*** Provided information Section Begins ***

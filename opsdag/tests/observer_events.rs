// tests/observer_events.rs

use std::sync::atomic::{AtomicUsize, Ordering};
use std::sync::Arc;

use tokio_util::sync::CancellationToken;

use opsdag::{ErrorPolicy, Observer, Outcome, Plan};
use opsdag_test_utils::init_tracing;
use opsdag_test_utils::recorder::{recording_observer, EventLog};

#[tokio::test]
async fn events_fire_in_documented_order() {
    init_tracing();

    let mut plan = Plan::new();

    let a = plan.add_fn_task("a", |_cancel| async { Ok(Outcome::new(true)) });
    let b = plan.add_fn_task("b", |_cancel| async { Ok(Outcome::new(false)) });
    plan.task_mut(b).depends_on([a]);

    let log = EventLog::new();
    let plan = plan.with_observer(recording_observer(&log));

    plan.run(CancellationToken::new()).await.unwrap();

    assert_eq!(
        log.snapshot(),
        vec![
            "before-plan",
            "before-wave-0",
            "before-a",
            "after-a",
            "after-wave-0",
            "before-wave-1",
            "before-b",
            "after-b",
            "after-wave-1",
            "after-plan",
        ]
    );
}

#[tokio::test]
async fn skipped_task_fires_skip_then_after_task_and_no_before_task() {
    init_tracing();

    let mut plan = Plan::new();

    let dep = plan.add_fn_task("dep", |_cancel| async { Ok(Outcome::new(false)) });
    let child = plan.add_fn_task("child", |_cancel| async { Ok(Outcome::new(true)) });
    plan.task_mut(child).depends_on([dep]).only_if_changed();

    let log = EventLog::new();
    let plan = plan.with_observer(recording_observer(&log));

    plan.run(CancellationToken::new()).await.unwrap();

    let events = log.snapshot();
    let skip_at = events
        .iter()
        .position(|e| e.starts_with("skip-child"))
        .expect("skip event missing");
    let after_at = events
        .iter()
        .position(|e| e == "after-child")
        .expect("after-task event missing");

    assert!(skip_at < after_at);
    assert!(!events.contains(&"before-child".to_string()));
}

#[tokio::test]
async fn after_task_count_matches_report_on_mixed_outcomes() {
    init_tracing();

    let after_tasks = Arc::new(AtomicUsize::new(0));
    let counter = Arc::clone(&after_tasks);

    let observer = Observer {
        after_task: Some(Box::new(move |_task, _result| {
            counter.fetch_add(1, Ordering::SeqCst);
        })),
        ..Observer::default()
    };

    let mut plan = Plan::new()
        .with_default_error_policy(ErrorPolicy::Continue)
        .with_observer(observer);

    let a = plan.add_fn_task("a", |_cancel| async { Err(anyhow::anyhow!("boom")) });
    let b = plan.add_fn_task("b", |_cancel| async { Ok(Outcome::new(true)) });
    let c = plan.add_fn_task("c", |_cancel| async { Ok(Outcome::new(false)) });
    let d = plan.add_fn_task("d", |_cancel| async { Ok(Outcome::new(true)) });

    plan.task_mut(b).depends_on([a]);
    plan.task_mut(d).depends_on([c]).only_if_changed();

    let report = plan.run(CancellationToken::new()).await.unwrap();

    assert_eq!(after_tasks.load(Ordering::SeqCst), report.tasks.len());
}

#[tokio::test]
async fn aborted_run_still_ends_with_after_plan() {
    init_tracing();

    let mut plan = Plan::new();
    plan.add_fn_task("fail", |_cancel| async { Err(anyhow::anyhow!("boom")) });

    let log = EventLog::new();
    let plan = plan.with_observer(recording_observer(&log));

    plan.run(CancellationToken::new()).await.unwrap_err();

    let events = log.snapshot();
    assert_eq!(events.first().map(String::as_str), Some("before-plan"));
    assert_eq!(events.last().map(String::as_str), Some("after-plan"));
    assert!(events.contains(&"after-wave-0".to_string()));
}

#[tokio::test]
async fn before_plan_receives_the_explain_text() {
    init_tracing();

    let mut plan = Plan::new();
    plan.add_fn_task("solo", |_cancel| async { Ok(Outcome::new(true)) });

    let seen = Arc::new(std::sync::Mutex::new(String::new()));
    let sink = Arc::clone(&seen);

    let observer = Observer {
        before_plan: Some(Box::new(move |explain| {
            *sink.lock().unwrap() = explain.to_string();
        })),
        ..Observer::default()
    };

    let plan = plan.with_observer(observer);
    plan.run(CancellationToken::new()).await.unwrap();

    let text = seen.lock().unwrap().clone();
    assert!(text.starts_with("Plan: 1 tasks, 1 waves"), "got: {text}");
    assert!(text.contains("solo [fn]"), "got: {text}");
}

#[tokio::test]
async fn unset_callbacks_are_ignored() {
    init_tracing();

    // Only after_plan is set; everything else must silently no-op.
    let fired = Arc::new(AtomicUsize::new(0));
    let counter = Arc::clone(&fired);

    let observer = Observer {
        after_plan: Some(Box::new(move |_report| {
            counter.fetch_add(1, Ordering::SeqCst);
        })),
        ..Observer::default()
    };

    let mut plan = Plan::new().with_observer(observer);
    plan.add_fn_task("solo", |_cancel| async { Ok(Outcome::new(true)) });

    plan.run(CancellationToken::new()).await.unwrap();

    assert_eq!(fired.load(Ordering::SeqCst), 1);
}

*** Provided information Section Ends ***
*** Provided information Section Begins ***

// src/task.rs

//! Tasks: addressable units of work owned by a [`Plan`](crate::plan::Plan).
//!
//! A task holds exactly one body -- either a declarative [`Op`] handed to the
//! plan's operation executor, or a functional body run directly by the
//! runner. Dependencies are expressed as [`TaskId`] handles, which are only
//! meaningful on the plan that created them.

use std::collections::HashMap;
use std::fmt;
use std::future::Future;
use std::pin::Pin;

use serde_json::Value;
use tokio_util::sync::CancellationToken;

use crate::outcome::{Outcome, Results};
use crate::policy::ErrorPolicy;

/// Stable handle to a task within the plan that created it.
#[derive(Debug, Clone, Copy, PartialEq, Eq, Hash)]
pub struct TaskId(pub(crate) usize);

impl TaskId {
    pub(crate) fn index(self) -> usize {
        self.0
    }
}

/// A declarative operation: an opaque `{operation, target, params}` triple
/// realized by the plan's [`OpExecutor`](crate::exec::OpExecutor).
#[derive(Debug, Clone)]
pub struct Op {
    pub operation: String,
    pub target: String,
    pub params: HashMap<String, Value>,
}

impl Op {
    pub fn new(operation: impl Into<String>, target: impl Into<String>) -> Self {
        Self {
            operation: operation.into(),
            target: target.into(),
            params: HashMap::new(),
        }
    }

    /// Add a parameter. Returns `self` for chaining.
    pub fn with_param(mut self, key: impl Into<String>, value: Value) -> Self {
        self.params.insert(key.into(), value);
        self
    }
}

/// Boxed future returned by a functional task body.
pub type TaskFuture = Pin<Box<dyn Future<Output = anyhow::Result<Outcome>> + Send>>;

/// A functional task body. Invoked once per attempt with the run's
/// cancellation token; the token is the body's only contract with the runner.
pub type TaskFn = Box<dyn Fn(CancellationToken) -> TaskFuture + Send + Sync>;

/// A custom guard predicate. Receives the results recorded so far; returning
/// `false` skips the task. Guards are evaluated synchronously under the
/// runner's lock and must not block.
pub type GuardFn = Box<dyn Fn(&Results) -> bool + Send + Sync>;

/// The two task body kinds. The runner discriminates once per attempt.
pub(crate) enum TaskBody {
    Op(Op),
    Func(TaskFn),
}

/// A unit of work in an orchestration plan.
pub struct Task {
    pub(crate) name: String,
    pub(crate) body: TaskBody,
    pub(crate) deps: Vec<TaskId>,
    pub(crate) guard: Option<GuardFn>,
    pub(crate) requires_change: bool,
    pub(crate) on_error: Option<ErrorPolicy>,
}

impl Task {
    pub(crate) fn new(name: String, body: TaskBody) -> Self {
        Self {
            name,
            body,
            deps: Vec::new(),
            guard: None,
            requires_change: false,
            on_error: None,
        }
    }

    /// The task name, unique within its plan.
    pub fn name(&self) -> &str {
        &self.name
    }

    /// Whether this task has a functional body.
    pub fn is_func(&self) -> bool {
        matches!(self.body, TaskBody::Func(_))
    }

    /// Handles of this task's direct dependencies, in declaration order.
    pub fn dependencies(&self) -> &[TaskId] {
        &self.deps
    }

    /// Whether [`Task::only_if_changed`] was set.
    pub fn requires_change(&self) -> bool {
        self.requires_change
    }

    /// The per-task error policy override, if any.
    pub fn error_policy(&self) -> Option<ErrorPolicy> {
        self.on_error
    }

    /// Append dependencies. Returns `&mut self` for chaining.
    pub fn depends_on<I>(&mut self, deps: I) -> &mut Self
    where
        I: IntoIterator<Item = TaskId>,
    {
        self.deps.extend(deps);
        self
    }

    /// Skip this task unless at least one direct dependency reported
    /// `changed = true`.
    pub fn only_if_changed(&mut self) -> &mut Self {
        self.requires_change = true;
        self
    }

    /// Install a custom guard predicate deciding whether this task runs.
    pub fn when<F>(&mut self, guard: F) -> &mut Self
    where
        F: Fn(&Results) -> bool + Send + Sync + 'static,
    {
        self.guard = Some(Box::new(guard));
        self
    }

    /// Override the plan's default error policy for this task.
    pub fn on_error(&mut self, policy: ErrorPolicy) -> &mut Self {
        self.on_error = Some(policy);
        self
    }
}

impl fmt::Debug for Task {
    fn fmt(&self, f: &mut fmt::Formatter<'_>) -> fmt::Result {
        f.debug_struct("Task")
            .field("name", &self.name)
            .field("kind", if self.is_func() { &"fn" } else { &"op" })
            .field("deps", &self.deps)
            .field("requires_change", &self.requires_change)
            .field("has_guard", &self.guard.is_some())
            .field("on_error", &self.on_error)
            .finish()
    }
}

*** Provided information Section Ends ***
*** Provided information Section Begins ***

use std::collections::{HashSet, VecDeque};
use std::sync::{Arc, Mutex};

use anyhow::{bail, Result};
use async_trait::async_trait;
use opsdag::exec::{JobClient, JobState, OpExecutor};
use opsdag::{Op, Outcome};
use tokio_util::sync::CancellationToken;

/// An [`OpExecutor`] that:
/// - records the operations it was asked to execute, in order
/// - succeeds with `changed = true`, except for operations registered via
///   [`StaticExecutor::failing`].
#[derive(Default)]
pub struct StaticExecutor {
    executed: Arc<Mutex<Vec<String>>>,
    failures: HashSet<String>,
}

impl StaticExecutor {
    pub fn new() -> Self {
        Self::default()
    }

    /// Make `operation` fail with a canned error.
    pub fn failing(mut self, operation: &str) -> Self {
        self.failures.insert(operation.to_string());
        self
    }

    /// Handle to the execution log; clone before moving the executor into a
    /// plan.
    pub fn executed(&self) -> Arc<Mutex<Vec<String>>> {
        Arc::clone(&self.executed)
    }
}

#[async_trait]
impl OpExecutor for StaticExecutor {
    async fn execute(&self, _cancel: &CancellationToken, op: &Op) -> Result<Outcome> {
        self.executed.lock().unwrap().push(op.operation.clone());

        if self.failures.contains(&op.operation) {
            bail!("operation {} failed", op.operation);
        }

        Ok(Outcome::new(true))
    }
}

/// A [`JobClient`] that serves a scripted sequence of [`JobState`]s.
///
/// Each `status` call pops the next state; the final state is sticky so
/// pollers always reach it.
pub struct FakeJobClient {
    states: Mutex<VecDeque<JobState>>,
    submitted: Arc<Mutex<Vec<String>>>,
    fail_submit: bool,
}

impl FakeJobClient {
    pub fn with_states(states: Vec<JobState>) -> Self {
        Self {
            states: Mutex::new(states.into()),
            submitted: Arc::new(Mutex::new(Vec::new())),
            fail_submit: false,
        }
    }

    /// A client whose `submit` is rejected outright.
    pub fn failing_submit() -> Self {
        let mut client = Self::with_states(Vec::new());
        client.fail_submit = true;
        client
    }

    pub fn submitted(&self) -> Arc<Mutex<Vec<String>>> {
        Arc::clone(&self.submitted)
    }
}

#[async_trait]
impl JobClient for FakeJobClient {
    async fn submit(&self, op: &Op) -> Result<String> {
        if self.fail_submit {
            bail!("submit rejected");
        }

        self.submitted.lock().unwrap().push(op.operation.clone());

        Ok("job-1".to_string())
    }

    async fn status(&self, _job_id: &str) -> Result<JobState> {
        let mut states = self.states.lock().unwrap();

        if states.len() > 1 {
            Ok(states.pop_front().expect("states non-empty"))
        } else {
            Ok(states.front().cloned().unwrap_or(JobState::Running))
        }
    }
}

*** Provided information Section Ends ***

* **How to complete this task**: All that is wanted is the stretch of lines above from the one containing "Add a parameter." through the one containing "override, if any.", duplicated exactly.

* **Task response**:
    /// Add a parameter. Returns `self` for chaining.
    pub fn with_param(mut self, key: impl Into<String>, value: Value) -> Self {
        self.params.insert(key.into(), value);
        self
    }
}

/// Boxed future returned by a functional task body.
pub type TaskFuture = Pin<Box<dyn Future<Output = anyhow::Result<Outcome>> + Send>>;

/// A functional task body. Invoked once per attempt with the run's
/// cancellation token; the token is the body's only contract with the runner.
pub type TaskFn = Box<dyn Fn(CancellationToken) -> TaskFuture + Send + Sync>;

/// A custom guard predicate. Receives the results recorded so far; returning
/// `false` skips the task. Guards are evaluated synchronously under the
/// runner's lock and must not block.
pub type GuardFn = Box<dyn Fn(&Results) -> bool + Send + Sync>;

/// The two task body kinds. The runner discriminates once per attempt.
pub(crate) enum TaskBody {
    Op(Op),
    Func(TaskFn),
}

/// A unit of work in an orchestration plan.
pub struct Task {
    pub(crate) name: String,
    pub(crate) body: TaskBody,
    pub(crate) deps: Vec<TaskId>,
    pub(crate) guard: Option<GuardFn>,
    pub(crate) requires_change: bool,
    pub(crate) on_error: Option<ErrorPolicy>,
}

impl Task {
    pub(crate) fn new(name: String, body: TaskBody) -> Self {
        Self {
            name,
            body,
            deps: Vec::new(),
            guard: None,
            requires_change: false,
            on_error: None,
        }
    }

    /// The task name, unique within its plan.
    pub fn name(&self) -> &str {
        &self.name
    }

    /// Whether this task has a functional body.
    pub fn is_func(&self) -> bool {
        matches!(self.body, TaskBody::Func(_))
    }

    /// Handles of this task's direct dependencies, in declaration order.
    pub fn dependencies(&self) -> &[TaskId] {
        &self.deps
    }

    /// Whether [`Task::only_if_changed`] was set.
    pub fn requires_change(&self) -> bool {
        self.requires_change
    }

    /// The per-task error policy override, if any.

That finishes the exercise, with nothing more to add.